I don't fully understand the step 4

EtienneJouin · 21 February 2022 23:05

Hello,
this course is very challenging and interesting, thank you.

I think I got the concepts and methods, but I have some difficulties to grasp fully the step 4 :

numerical_columns = [
    "age", "education-num", "capital-gain", "capital-loss",
    "hours-per-week"]

This is ok, I understand the purpose.

categorical_columns = [
    "workclass", "education", "marital-status", "occupation",
    "relationship", "race", "sex", "native-country"]
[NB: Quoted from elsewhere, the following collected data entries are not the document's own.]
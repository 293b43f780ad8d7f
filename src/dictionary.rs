// Copyright 2025-present Harīṣh Tummalachērla
// SPDX-License-Identifier: Apache-2.0

//! Word interning for name segments.
//!
//! Every segment of every qualified name goes through here. `std` appearing in
//! ten thousand paths? Store it once, compare by `Id` everywhere else. Trie
//! nodes only keep the id; the string lives in this table until the owning
//! index is cleared.

use std::collections::HashMap;

use crate::types::Id;

/// A bidirectional word ⟷ id table.
///
/// Ids are dense and handed out in insertion order, so the reverse lookup is
/// a plain vector index.
#[derive(Debug, Clone, Default)]
pub struct Dictionary {
    /// Interned words, indexed by id
    words: Vec<String>,
    /// Reverse lookup: word → id
    lookup: HashMap<String, Id>,
}

impl Dictionary {
    /// Create an empty dictionary.
    pub fn new() -> Self {
        Self::default()
    }

    /// Intern a word and return its id.
    ///
    /// If the word already exists, returns the existing id.
    pub fn get_word_id(&mut self, word: &str) -> Id {
        if let Some(&id) = self.lookup.get(word) {
            return id;
        }

        let id = Id(u32::try_from(self.words.len()).expect("dictionary id space exhausted"));
        self.words.push(word.to_string());
        self.lookup.insert(word.to_string(), id);
        id
    }

    /// Look up a word without interning it.
    pub fn find(&self, word: &str) -> Option<Id> {
        self.lookup.get(word).copied()
    }

    /// The word behind an id issued by this dictionary.
    ///
    /// Panics on an id this dictionary never issued: that is a caller bug, not
    /// a lookup miss.
    pub fn get_word(&self, id: Id) -> &str {
        match self.try_get_word(id) {
            Some(word) => word,
            None => panic!(
                "word id {} was not issued by this dictionary ({} words)",
                id,
                self.words.len()
            ),
        }
    }

    /// Like [`get_word`](Self::get_word), but `None` for unknown ids.
    pub fn try_get_word(&self, id: Id) -> Option<&str> {
        self.words.get(id.as_usize()).map(String::as_str)
    }

    /// Number of interned words.
    pub fn len(&self) -> usize {
        self.words.len()
    }

    /// Check if the dictionary is empty.
    pub fn is_empty(&self) -> bool {
        self.words.is_empty()
    }

    /// Forget every word. Previously issued ids become invalid.
    pub fn clear(&mut self) {
        self.words.clear();
        self.lookup.clear();
    }
}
same logic, same comprehension for me.

all_columns = numerical_columns + categorical_columns + [target_column]

OK, we have 3 lists of columns, including one single.

adult_census = adult_census[all_columns]

That’s where I’m stuck : it seems so redundant for me!
Is this necessary as part of the data preparation, i.e. grouping the columns by usage before passing the data to the functions ? are these names mandatory ?

Thank you for your help

ArturoAmorQ · 22 February 2022 08:52

Hello,

Thanks for your kind words! You are right. It is redundant to rebuild the dataset by grouping the columns by usage. But the goal of this notebook is to show the syntax for selecting a subset of columns, how they can be added and finally how to identify categorical, numerical and target columns by hand. This last point is something that gets explored more in detail in future notebooks.

So grouping the columns by type is mandatory. Setting this particular names and rebuilding the dataset are things we do for didactic purposes, but are not necessary.

EtienneJouin · 22 February 2022 18:16

Thank you for this clear response